**RECORDS FOR THE EXERCISE:**
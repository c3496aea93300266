//! Session orchestrator: the single owner of the recorder's mode state.
//!
//! ```text
//!                 bounded request queue (ISR-safe try_send)
//!   button ISR ──┐
//!   command ch ──┼──► Orchestrator::check_request_queue ──► begin()/end()
//!   detector   ──┘          │
//!                           ├── capture thread  (audio::source::run)
//!                           ├── writer thread   (FileWriter::run)
//!                           └── detector thread (detect::run)
//! ```
//!
//! Event sources never mutate mode state directly — they enqueue a
//! [`ModeRequest`] through a cloned [`RequestHandle`] and the firmware main
//! loop applies it from `check_request_queue`. Mode transitions go through
//! idle: a running session must end before a different one may begin.
//!
//! Faults raised by the capture or writer threads travel back over a second
//! channel and end the session on the next queue check, as do the battery
//! cutoff and periodic storage re-verification.

use std::sync::{
    atomic::{AtomicBool, Ordering},
    Arc,
};
use std::thread::{self, JoinHandle};
use std::time::{Duration, Instant};

use crossbeam_channel::{Receiver, Sender};
use parking_lot::Mutex;
use tracing::{debug, error, info, warn};

use crate::audio::source::{self, CaptureContext, SampleSource, SourceStats, SourceStatsSnapshot};
use crate::audio::{PeripheralConfig, PeripheralHandle};
use crate::buffering::block_pair;
use crate::config::RecorderConfig;
use crate::detect::{self, ClassifierHandle, DetectorContext, DetectorStats};
use crate::error::{ElocError, Result};
use crate::services::{PowerService, StorageService};
use crate::session::{ModeRequest, RecState, RecordingSession, SessionFault};
use crate::writer::{FileWriter, WriterMode, WriterShared, WriterStatsSnapshot};

/// Pending mode requests the queue holds before new ones are rejected.
const REQUEST_QUEUE_CAP: usize = 8;

/// Cloneable, non-blocking entry point to the request queue. Safe to call
/// from interrupt context: `request` never blocks and never allocates.
#[derive(Clone)]
pub struct RequestHandle {
    tx: Sender<ModeRequest>,
}

impl RequestHandle {
    /// Enqueue a request. Returns `false` when the queue is full — the
    /// caller may retry or drop the event.
    pub fn request(&self, request: ModeRequest) -> bool {
        self.tx.try_send(request).is_ok()
    }
}

impl std::fmt::Debug for RequestHandle {
    fn fmt(&self, f: &mut std::fmt::Formatter<'_>) -> std::fmt::Result {
        f.debug_struct("RequestHandle").finish_non_exhaustive()
    }
}

/// Outcome of an explicit stop.
#[derive(Debug, Clone, Copy, PartialEq, Eq)]
pub enum EndOutcome {
    Stopped,
    /// There was no session to stop. Not an error: stop must be safe to
    /// request at any time.
    AlreadyStopped,
}

/// Mode and session identity, copied out atomically for telemetry readers.
#[derive(Debug, Clone)]
pub struct StatusSnapshot {
    pub state: RecState,
    pub session_id: Option<String>,
}

/// Everything owned by one running session.
struct ActiveSession {
    session: RecordingSession,
    running: Arc<AtomicBool>,
    capture: JoinHandle<()>,
    writer: Option<JoinHandle<()>>,
    detector: Option<JoinHandle<()>>,
    writer_shared: Option<Arc<WriterShared>>,
    detector_stats: Option<Arc<DetectorStats>>,
    source_stats: Arc<SourceStats>,
    started: Instant,
    /// Writer block count at the last storage re-verification.
    last_storage_check_block: u64,
}

/// Owns the mode state machine and the per-session worker threads.
pub struct Orchestrator {
    config: RecorderConfig,
    peripheral: PeripheralHandle,
    classifier: Option<ClassifierHandle>,
    storage: Box<dyn StorageService>,
    power: Box<dyn PowerService>,
    req_tx: Sender<ModeRequest>,
    req_rx: Receiver<ModeRequest>,
    fault_tx: Sender<SessionFault>,
    fault_rx: Receiver<SessionFault>,
    status: Arc<Mutex<StatusSnapshot>>,
    active: Option<ActiveSession>,
    recording_time_total: Duration,
    last_writer_stats: Option<WriterStatsSnapshot>,
    last_source_stats: Option<SourceStatsSnapshot>,
}
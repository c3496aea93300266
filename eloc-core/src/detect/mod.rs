//! Sound classifier abstraction and detector drain loop.
//!
//! The `SoundClassifier` trait decouples the detector from any specific
//! backend (RMS energy, spectrogram CNN, etc.). `&mut self` on `classify`
//! expresses that backends are stateful; all mutation is serialised through
//! [`ClassifierHandle`]'s `parking_lot::Mutex`.
//!
//! The drain loop owns its buffer pair's consumer half, fed by the sample
//! source at a (possibly lower) skip rate. A classifier runtime error skips
//! that one window and is never fatal to the session.

pub mod energy;

use std::sync::{
    atomic::{AtomicU64, Ordering},
    Arc,
};

use parking_lot::Mutex;
use tracing::{debug, info, warn};

use crate::buffering::BlockConsumer;
use crate::error::Result;
use crate::orchestrator::RequestHandle;
use crate::session::ModeRequest;

/// One label the classifier recognised in a window.
#[derive(Debug, Clone)]
pub struct Detection {
    pub label: String,
    /// Score in [0, 1].
    pub score: f32,
}

/// Contract for classification backends.
pub trait SoundClassifier: Send + 'static {
    /// One-time warm-up at session start (load weights, prime caches).
    ///
    /// # Errors
    /// Returns an error if the backend cannot become ready; the session
    /// does not start in that case.
    fn warm_up(&mut self) -> Result<()>;

    /// Classify one window of mono f32 samples in [-1.0, 1.0].
    ///
    /// # Returns
    /// Zero or more detections; the caller applies the score threshold.
    fn classify(&mut self, window: &[f32]) -> Result<Vec<Detection>>;

    /// Reset internal state between sessions.
    fn reset(&mut self);
}

/// Thread-safe reference-counted handle to any `SoundClassifier` backend.
#[derive(Clone)]
pub struct ClassifierHandle(pub Arc<Mutex<dyn SoundClassifier>>);

impl ClassifierHandle {
    pub fn new<C: SoundClassifier>(classifier: C) -> Self {
        Self(Arc::new(Mutex::new(classifier)))
    }
}

impl std::fmt::Debug for ClassifierHandle {
    fn fmt(&self, f: &mut std::fmt::Formatter<'_>) -> std::fmt::Result {
        f.debug_struct("ClassifierHandle").finish_non_exhaustive()
    }
}

/// Detector-side counters. The detection count is monotonic within a
/// session; a fresh set is allocated per session, so session end is the only
/// reset.
pub struct DetectorStats {
    pub windows_classified: AtomicU64,
    pub detections: AtomicU64,
    pub classifier_errors: AtomicU64,
}

impl Default for DetectorStats {
    fn default() -> Self {
        Self {
            windows_classified: AtomicU64::new(0),
            detections: AtomicU64::new(0),
            classifier_errors: AtomicU64::new(0),
        }
    }
}

impl DetectorStats {
    pub fn snapshot(&self) -> DetectorStatsSnapshot {
        DetectorStatsSnapshot {
            windows_classified: self.windows_classified.load(Ordering::Relaxed),
            detections: self.detections.load(Ordering::Relaxed),
            classifier_errors: self.classifier_errors.load(Ordering::Relaxed),
        }
    }
}

#[derive(Debug, Clone, Copy)]
pub struct DetectorStatsSnapshot {
    pub windows_classified: u64,
    pub detections: u64,
    pub classifier_errors: u64,
}

/// Everything the detector drain loop needs.
pub struct DetectorContext {
    pub consumer: BlockConsumer,
    pub classifier: ClassifierHandle,
    /// Minimum score counted as a detection.
    pub threshold: f32,
    /// `Some` in event-triggered mode: each detection enqueues a recording
    /// trigger through the bounded request queue.
    pub event_trigger: Option<RequestHandle>,
    pub stats: Arc<DetectorStats>,
}

/// Run the detector drain loop until the producer closes the buffer pair.
pub fn run(ctx: DetectorContext) {
    info!(
        window = ctx.consumer.capacity(),
        threshold = ctx.threshold,
        event_triggered = ctx.event_trigger.is_some(),
        "detector loop started"
    );

    let mut scratch: Vec<i16> = Vec::with_capacity(ctx.consumer.capacity());
    let mut window: Vec<f32> = Vec::with_capacity(ctx.consumer.capacity());

    while ctx.consumer.wait_ready() {
        if ctx.consumer.drain_into(&mut scratch).is_none() {
            continue;
        }

        window.clear();
        window.extend(scratch.iter().map(|&s| s as f32 / 32768.0));

        ctx.stats
            .windows_classified
            .fetch_add(1, Ordering::Relaxed);

        let detections = match ctx.classifier.0.lock().classify(&window) {
            Ok(d) => d,
            Err(e) => {
                // One bad window is not worth the session.
                warn!(error = %e, "classifier error — skipping window");
                ctx.stats
                    .classifier_errors
                    .fetch_add(1, Ordering::Relaxed);
                continue;
            }
        };

        for detection in detections {
            if detection.score < ctx.threshold {
                continue;
            }
            ctx.stats.detections.fetch_add(1, Ordering::Relaxed);
            debug!(
                label = detection.label.as_str(),
                score = detection.score,
                "detection"
            );
            if let Some(handle) = &ctx.event_trigger {
                if !handle.request(ModeRequest::EventTrigger) {
                    warn!("request queue full — event trigger dropped");
                }
            }
        }
    }

    ctx.classifier.0.lock().reset();

    let snap = ctx.stats.snapshot();
    info!(
        windows = snap.windows_classified,
        detections = snap.detections,
        errors = snap.classifier_errors,
        "detector loop stopped"
    );
}

#[cfg(test)]
mod tests {
    use super::*;
    use std::sync::atomic::AtomicUsize;
    use std::thread;

    use crate::buffering::block_pair;
    use crate::error::ElocError;

    struct ScriptedClassifier {
        scores: Vec<Option<f32>>,
        idx: usize,
        resets: Arc<AtomicUsize>,
    }

    impl SoundClassifier for ScriptedClassifier {
        fn warm_up(&mut self) -> Result<()> {
            Ok(())
        }

        fn classify(&mut self, _window: &[f32]) -> Result<Vec<Detection>> {
            let entry = self.scores.get(self.idx).copied().flatten();
            self.idx += 1;
            match entry {
                Some(score) => Ok(vec![Detection {
                    label: "trumpet".into(),
                    score,
                }]),
                None => Err(ElocError::Classifier("intentional test failure".into())),
            }
        }

        fn reset(&mut self) {
            self.resets.fetch_add(1, Ordering::Relaxed);
        }
    }

    fn run_with_scores(scores: Vec<Option<f32>>, threshold: f32) -> DetectorStatsSnapshot {
        let windows = scores.len();
        let (mut tx, rx) = block_pair(4).unwrap();
        let resets = Arc::new(AtomicUsize::new(0));
        let stats = Arc::new(DetectorStats::default());
        let ctx = DetectorContext {
            consumer: rx,
            classifier: ClassifierHandle::new(ScriptedClassifier {
                scores,
                idx: 0,
                resets: Arc::clone(&resets),
            }),
            threshold,
            event_trigger: None,
            stats: Arc::clone(&stats),
        };

        let handle = thread::spawn(move || run(ctx));
        for i in 0..windows {
            for s in 0..4 {
                tx.push(s);
            }
            // Wait until the loop consumed this window before pushing the
            // next one, so no block is dropped as an overrun.
            while stats.snapshot().windows_classified < (i + 1) as u64 {
                thread::sleep(std::time::Duration::from_millis(1));
            }
        }
        drop(tx);
        handle.join().unwrap();
        assert_eq!(resets.load(Ordering::Relaxed), 1);
        stats.snapshot()
    }

    #[test]
    fn detections_above_threshold_are_counted() {
        let snap = run_with_scores(vec![Some(0.9), Some(0.2), Some(0.75)], 0.5);
        assert_eq!(snap.windows_classified, 3);
        assert_eq!(snap.detections, 2);
        assert_eq!(snap.classifier_errors, 0);
    }

    #[test]
    fn classifier_error_skips_one_window_only() {
        let snap = run_with_scores(vec![Some(0.9), None, Some(0.9)], 0.5);
        assert_eq!(snap.windows_classified, 3);
        assert_eq!(snap.detections, 2);
        assert_eq!(snap.classifier_errors, 1);
    }
}
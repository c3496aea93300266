//! Double-buffered block hand-off between the capture loop and a drain loop.
//!
//! Each registered consumer owns one buffer pair. The capture loop fills the
//! active half; when it reaches capacity the pair swaps: the filled half is
//! flagged ready, the other half becomes active, and the consumer is woken
//! exactly once. The consumer reads only the ready half and clears the flag
//! when it is done.
//!
//! ## Invariants
//!
//! - Exactly one producer ([`BlockProducer`]) and one consumer
//!   ([`BlockConsumer`]) per pair.
//! - The producer never writes into a half that is flagged ready but not yet
//!   drained. If the consumer falls a full block behind, the newly filled
//!   block is dropped and counted as an overrun — the producer is never
//!   blocked.
//! - Fill, swap and notify are strictly ordered: the ready flag is set only
//!   after the last sample of that half is written, so a woken consumer
//!   always observes a complete block.

use std::sync::atomic::{AtomicU64, Ordering};
use std::sync::Arc;

use parking_lot::{Condvar, Mutex};
use tracing::warn;

use crate::error::{ElocError, Result};

/// Hand-off token: which half (if any) is complete and unread.
struct Ctrl {
    ready: Option<usize>,
    closed: bool,
}

/// Counters shared by both halves of a pair.
pub struct BufferStats {
    pub samples_pushed: AtomicU64,
    pub blocks_swapped: AtomicU64,
    pub overruns: AtomicU64,
}

impl BufferStats {
    fn new() -> Self {
        Self {
            samples_pushed: AtomicU64::new(0),
            blocks_swapped: AtomicU64::new(0),
            overruns: AtomicU64::new(0),
        }
    }

    pub fn snapshot(&self) -> BufferStatsSnapshot {
        BufferStatsSnapshot {
            samples_pushed: self.samples_pushed.load(Ordering::Relaxed),
            blocks_swapped: self.blocks_swapped.load(Ordering::Relaxed),
            overruns: self.overruns.load(Ordering::Relaxed),
        }
    }
}

#[derive(Debug, Clone, Copy)]
pub struct BufferStatsSnapshot {
    pub samples_pushed: u64,
    pub blocks_swapped: u64,
    pub overruns: u64,
}

struct Shared {
    halves: [Mutex<Vec<i16>>; 2],
    ctrl: Mutex<Ctrl>,
    ready_cv: Condvar,
    stats: BufferStats,
    capacity: usize,
}

/// Producer half — held by the capture loop.
pub struct BlockProducer {
    shared: Arc<Shared>,
    /// Index of the half currently being filled. Only the producer mutates
    /// this, so a plain field is enough.
    active: usize,
}

/// Consumer half — held by one drain loop.
pub struct BlockConsumer {
    shared: Arc<Shared>,
}

/// Create a matched producer/consumer pair with `capacity` samples per half.
///
/// # Errors
/// `ElocError::HardwareConfig` for a zero capacity, `ElocError::OutOfMemory`
/// when either half cannot be allocated. The caller must not start the
/// capture loop after an allocation failure.
pub fn block_pair(capacity: usize) -> Result<(BlockProducer, BlockConsumer)> {
    if capacity == 0 {
        return Err(ElocError::HardwareConfig(
            "buffer capacity must be > 0".into(),
        ));
    }

    let mut halves = [Vec::new(), Vec::new()];
    for half in &mut halves {
        half.try_reserve_exact(capacity)
            .map_err(|_| ElocError::OutOfMemory {
                requested: capacity,
            })?;
    }
    let [a, b] = halves;

    let shared = Arc::new(Shared {
        halves: [Mutex::new(a), Mutex::new(b)],
        ctrl: Mutex::new(Ctrl {
            ready: None,
            closed: false,
        }),
        ready_cv: Condvar::new(),
        stats: BufferStats::new(),
        capacity,
    });

    Ok((
        BlockProducer {
            shared: Arc::clone(&shared),
            active: 0,
        },
        BlockConsumer { shared },
    ))
}

impl BlockProducer {
    /// Append one sample to the active half. Returns `true` when this sample
    /// completed a block and the pair swapped.
    pub fn push(&mut self, sample: i16) -> bool {
        let full = {
            let mut half = self.shared.halves[self.active].lock();
            half.push(sample);
            half.len() >= self.shared.capacity
        };
        self.shared
            .stats
            .samples_pushed
            .fetch_add(1, Ordering::Relaxed);

        if !full {
            return false;
        }
        self.swap()
    }

    /// Hand the filled active half to the consumer and flip to the other one.
    fn swap(&mut self) -> bool {
        {
            let mut ctrl = self.shared.ctrl.lock();
            if ctrl.ready.is_some() {
                // Consumer still owns the other half — drop this block rather
                // than overwrite an undrained buffer or block the producer.
                drop(ctrl);
                self.shared.halves[self.active].lock().clear();
                self.shared.stats.overruns.fetch_add(1, Ordering::Relaxed);
                warn!("sample block dropped: consumer has not drained the previous buffer");
                return false;
            }
            ctrl.ready = Some(self.active);
        }
        self.shared.ready_cv.notify_one();

        self.active ^= 1;
        // The new active half was drained before `ready` cleared, so the
        // consumer is no longer reading it.
        self.shared.halves[self.active].lock().clear();
        self.shared
            .stats
            .blocks_swapped
            .fetch_add(1, Ordering::Relaxed);
        true
    }

    /// Samples per half.
    pub fn capacity(&self) -> usize {
        self.shared.capacity
    }

    pub fn stats(&self) -> BufferStatsSnapshot {
        self.shared.stats.snapshot()
    }

    /// Wake the consumer permanently. A ready block left behind can still be
    /// drained; afterwards `wait_ready` returns `false`. A partially filled
    /// active half is discarded (at most one block of loss at stop).
    pub fn close(&self) {
        self.shared.ctrl.lock().closed = true;
        self.shared.ready_cv.notify_all();
    }
}

impl Drop for BlockProducer {
    fn drop(&mut self) {
        self.close();
    }
}

impl BlockConsumer {
    /// Block until a ready half exists or the producer closed the pair.
    /// Returns `false` only when closed with nothing left to drain.
    pub fn wait_ready(&self) -> bool {
        let mut ctrl = self.shared.ctrl.lock();
        loop {
            if ctrl.ready.is_some() {
                return true;
            }
            if ctrl.closed {
                return false;
            }
            self.shared.ready_cv.wait(&mut ctrl);
        }
    }

    /// Non-blocking check for a ready half.
    pub fn is_ready(&self) -> bool {
        self.shared.ctrl.lock().ready.is_some()
    }

    /// Copy the ready half into `out` and clear the ready flag. Returns the
    /// number of samples, or `None` when no half is ready.
    ///
    /// The flag is cleared only after the copy completes, so the producer
    /// cannot reclaim the half mid-read.
    pub fn drain_into(&self, out: &mut Vec<i16>) -> Option<usize> {
        let idx = self.shared.ctrl.lock().ready?;
        {
            let half = self.shared.halves[idx].lock();
            out.clear();
            out.extend_from_slice(&half);
        }
        self.shared.ctrl.lock().ready = None;
        Some(out.len())
    }

    /// Samples per half.
    pub fn capacity(&self) -> usize {
        self.shared.capacity
    }

    pub fn stats(&self) -> BufferStatsSnapshot {
        self.shared.stats.snapshot()
    }
}

#[cfg(test)]
mod tests {
    use super::*;
    use std::thread;
    use std::time::Duration;

    use rand::Rng;

    #[test]
    fn zero_capacity_is_rejected() {
        assert!(block_pair(0).is_err());
    }

    #[test]
    fn swap_happens_exactly_at_capacity() {
        let (mut tx, rx) = block_pair(4).unwrap();
        assert!(!tx.push(10));
        assert!(!tx.push(11));
        assert!(!tx.push(12));
        assert!(!rx.is_ready());
        assert!(tx.push(13));
        assert!(rx.is_ready());

        let mut out = Vec::new();
        assert_eq!(rx.drain_into(&mut out), Some(4));
        assert_eq!(out, vec![10, 11, 12, 13]);
        assert!(!rx.is_ready());
    }

    #[test]
    fn producer_drops_block_when_consumer_is_behind() {
        let (mut tx, rx) = block_pair(2).unwrap();
        assert!(tx.push(1) | tx.push(2)); // first block swapped
        assert!(!(tx.push(3) | tx.push(4))); // consumer never drained — dropped

        let stats = tx.stats();
        assert_eq!(stats.overruns, 1);
        assert_eq!(stats.blocks_swapped, 1);

        // The surviving ready block is the first one.
        let mut out = Vec::new();
        assert_eq!(rx.drain_into(&mut out), Some(2));
        assert_eq!(out, vec![1, 2]);
    }

    #[test]
    fn drain_without_ready_returns_none() {
        let (mut tx, rx) = block_pair(3).unwrap();
        tx.push(5);
        let mut out = Vec::new();
        assert_eq!(rx.drain_into(&mut out), None);
    }

    #[test]
    fn close_wakes_blocked_consumer() {
        let (tx, rx) = block_pair(8).unwrap();
        let handle = thread::spawn(move || rx.wait_ready());
        thread::sleep(Duration::from_millis(20));
        tx.close();
        assert!(!handle.join().unwrap());
    }

    #[test]
    fn pending_block_survives_close() {
        let (mut tx, rx) = block_pair(2).unwrap();
        tx.push(7);
        tx.push(8);
        tx.close();

        assert!(rx.wait_ready());
        let mut out = Vec::new();
        assert_eq!(rx.drain_into(&mut out), Some(2));
        assert_eq!(out, vec![7, 8]);
        assert!(!rx.wait_ready());
    }

    /// Randomized producer/consumer interleaving: every drained block must be
    /// complete (full capacity) and internally consecutive, and its first
    /// sample must sit on a block boundary of the produced sequence. A torn
    /// or half-written block would violate one of those checks.
    #[test]
    fn randomized_interleaving_never_exposes_torn_blocks() {
        const CAP: usize = 32;
        const TOTAL: i32 = 32 * 200;

        let (mut tx, rx) = block_pair(CAP).unwrap();

        let producer = thread::spawn(move || {
            let mut rng = rand::thread_rng();
            for v in 0..TOTAL {
                tx.push(v as i16);
                if rng.gen_bool(0.01) {
                    thread::sleep(Duration::from_micros(rng.gen_range(1..200)));
                }
            }
            tx.close();
        });

        let consumer = thread::spawn(move || {
            let mut rng = rand::thread_rng();
            let mut out = Vec::new();
            let mut blocks = 0u64;
            while rx.wait_ready() {
                if rx.drain_into(&mut out).is_none() {
                    continue;
                }
                assert_eq!(out.len(), CAP, "partial block exposed to consumer");
                let first = out[0] as i32;
                assert_eq!(
                    first % CAP as i32,
                    0,
                    "block does not start on a swap boundary"
                );
                for (i, &s) in out.iter().enumerate() {
                    assert_eq!(s as i32, first + i as i32, "torn block contents");
                }
                blocks += 1;
                if rng.gen_bool(0.05) {
                    thread::sleep(Duration::from_micros(rng.gen_range(1..300)));
                }
            }
            blocks
        });

        producer.join().unwrap();
        let drained = consumer.join().unwrap();
        assert!(drained > 0, "consumer never saw a block");
        assert!(drained <= (TOTAL as u64) / CAP as u64);
    }
}
#[derive(Debug, Clone, Copy)]
pub struct WriterStatsSnapshot {
    pub blocks_written: u64,
    pub bytes_written: u64,
    pub files_completed: u64,
    pub longest_write_us: u64,
    /// 0 until the first write completes.
    pub worst_throughput_bps: u64,
    pub underruns: u64,
    pub failed: bool,
}

/// State shared between the orchestrator (mode changes, telemetry reads) and
/// the drain loop.
pub struct WriterShared {
    mode: Mutex<WriterMode>,
    stats: WriterStats,
}

impl WriterShared {
    pub fn new(mode: WriterMode) -> Self {
        Self {
            mode: Mutex::new(mode),
            stats: WriterStats::default(),
        }
    }

    pub fn mode(&self) -> WriterMode {
        *self.mode.lock()
    }

    pub fn set_mode(&self, mode: WriterMode) {
        *self.mode.lock() = mode;
    }

    pub fn stats_snapshot(&self) -> WriterStatsSnapshot {
        let worst = self.stats.worst_throughput_bps.load(Ordering::Relaxed);
        WriterStatsSnapshot {
            blocks_written: self.stats.blocks_written.load(Ordering::Relaxed),
            bytes_written: self.stats.bytes_written.load(Ordering::Relaxed),
            files_completed: self.stats.files_completed.load(Ordering::Relaxed),
            longest_write_us: self.stats.longest_write_us.load(Ordering::Relaxed),
            worst_throughput_bps: if worst == u64::MAX { 0 } else { worst },
            underruns: self.stats.underruns.load(Ordering::Relaxed),
            failed: self.stats.failed.load(Ordering::Relaxed),
        }
    }
}

/// Persists one consumer's sample blocks as WAV files.
pub struct FileWriter {
    consumer: BlockConsumer,
    session: RecordingSession,
    /// Negotiated hardware rate — written into headers, not the nominal one.
    sample_rate: u32,
    channels: u16,
    rotate_bytes: u64,
    shared: Arc<WriterShared>,
    fault_tx: Sender<SessionFault>,
    wav: Option<WavWriter<BufWriter<File>>>,
    bytes_this_file: u64,
    scratch: Vec<i16>,
}

impl FileWriter {
    pub fn new(
        consumer: BlockConsumer,
        session: RecordingSession,
        sample_rate: u32,
        channels: u16,
        seconds_per_file: u32,
        shared: Arc<WriterShared>,
        fault_tx: Sender<SessionFault>,
    ) -> Self {
        let rotate_bytes =
            u64::from(seconds_per_file) * u64::from(sample_rate) * u64::from(channels) * 2;
        Self {
            consumer,
            session,
            sample_rate,
            channels,
            rotate_bytes,
            shared,
            fault_tx,
            wav: None,
            bytes_this_file: 0,
            scratch: Vec::new(),
        }
    }

    /// Open the next file in the session folder with a provisional header.
    ///
    /// Storage preconditions (mount, free space) are the caller's job.
    ///
    /// # Errors
    /// `ElocError::OpenFailed` with the offending path.
    pub fn open_session_file(&mut self) -> Result<()> {
        self.session.ensure_folder()?;
        let path = self.session.next_wav_path();
        let spec = WavSpec {
            channels: self.channels,
            sample_rate: self.sample_rate,
            bits_per_sample: 16,
            sample_format: SampleFormat::Int,
        };
        let wav = WavWriter::create(&path, spec).map_err(|e| ElocError::OpenFailed {
            path: path.clone(),
            reason: e.to_string(),
        })?;
        info!(path = %path.display(), sample_rate = self.sample_rate, "recording file opened");
        self.wav = Some(wav);
        self.bytes_this_file = 0;
        Ok(())
    }

    /// Rewrite the header with true byte counts and close the file.
    fn finalize_current(&mut self) -> Result<()> {
        if let Some(wav) = self.wav.take() {
            wav.finalize()?;
            self.shared
                .stats
                .files_completed
                .fetch_add(1, Ordering::Relaxed);
            info!(bytes = self.bytes_this_file, "recording file finalized");
        }
        Ok(())
    }

    /// Append the drained block, track timing, rotate when due.
    fn append_block(&mut self, len: usize) -> Result<()> {
        let Some(wav) = self.wav.as_mut() else {
            return Ok(());
        };

        let start = Instant::now();
        for &sample in &self.scratch[..len] {
            wav.write_sample(sample)?;
        }
        wav.flush()?;
        let elapsed = start.elapsed();

        let bytes = (len as u64) * 2;
        self.bytes_this_file += bytes;
        let stats = &self.shared.stats;
        stats.blocks_written.fetch_add(1, Ordering::Relaxed);
        stats.bytes_written.fetch_add(bytes, Ordering::Relaxed);

        let micros = elapsed.as_micros() as u64;
        stats.longest_write_us.fetch_max(micros, Ordering::Relaxed);
        if micros > 0 {
            let bps = bytes.saturating_mul(1_000_000) / micros;
            stats.worst_throughput_bps.fetch_min(bps, Ordering::Relaxed);
        }

        // Time budget: the capture loop refills a buffer of this length in
        // len / sample_rate seconds; slower writes will eventually drop
        // blocks.
        let budget = Duration::from_secs_f64(len as f64 / f64::from(self.sample_rate));
        if elapsed > budget {
            stats.underruns.fetch_add(1, Ordering::Relaxed);
            warn!(
                write_us = micros,
                budget_us = budget.as_micros() as u64,
                "block write exceeded time budget"
            );
        }

        if self.bytes_this_file >= self.rotate_bytes {
            self.finalize_current()?;
            if self.shared.mode() == WriterMode::Single {
                self.shared.set_mode(WriterMode::Disabled);
                info!("event-triggered file complete — writer disarmed");
            }
            // Continuous mode reopens lazily on the next block.
        }
        Ok(())
    }

    fn fail(&mut self, error: &ElocError) {
        error!(error = %error, "write failed — ending session");
        self.shared.stats.failed.store(true, Ordering::Relaxed);
        let _ = self
            .fault_tx
            .send(SessionFault::Writer(error.to_string()));
        // Best effort: a finalized short file beats a corrupt one.
        if let Err(e) = self.finalize_current() {
            error!(error = %e, "could not finalize file after write failure");
        }
    }

    /// Run the drain loop until the producer closes the pair.
    pub fn run(mut self) {
        info!(
            block_len = self.consumer.capacity(),
            rotate_bytes = self.rotate_bytes,
            mode = ?self.shared.mode(),
            "file writer started"
        );

        while self.consumer.wait_ready() {
            let Some(len) = self.consumer.drain_into(&mut self.scratch) else {
                continue;
            };

            match self.shared.mode() {
                WriterMode::Disabled => {
                    // Mode may have been cleared mid-session; close out the
                    // file so its header is valid.
                    if self.wav.is_some() {
                        if let Err(e) = self.finalize_current() {
                            self.fail(&e);
                            break;
                        }
                    }
                    debug!(samples = len, "writer disabled — block discarded");
                    continue;
                }
                WriterMode::Continuous | WriterMode::Single => {}
            }

            if self.wav.is_none() {
                if let Err(e) = self.open_session_file() {
                    warn!(error = %e, "could not open recording file — writer disabled");
                    self.shared.set_mode(WriterMode::Disabled);
                    continue;
                }
            }

            if let Err(e) = self.append_block(len) {
                self.fail(&e);
                break;
            }
        }

        if let Err(e) = self.finalize_current() {
            error!(error = %e, "could not finalize file at session end");
            self.shared.stats.failed.store(true, Ordering::Relaxed);
            let _ = self.fault_tx.send(SessionFault::Writer(e.to_string()));
        }

        let snap = self.shared.stats_snapshot();
        info!(
            blocks = snap.blocks_written,
            bytes = snap.bytes_written,
            files = snap.files_completed,
            longest_write_us = snap.longest_write_us,
            underruns = snap.underruns,
            "file writer stopped"
        );
    }
}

**TASK BRIEF:**
Lines in the data that include the word "tracing" should all be copied.

**REPLY TO THE TASK:**
use tracing::{debug, error, info, warn};
use tracing::{debug, info, warn};
use tracing::warn;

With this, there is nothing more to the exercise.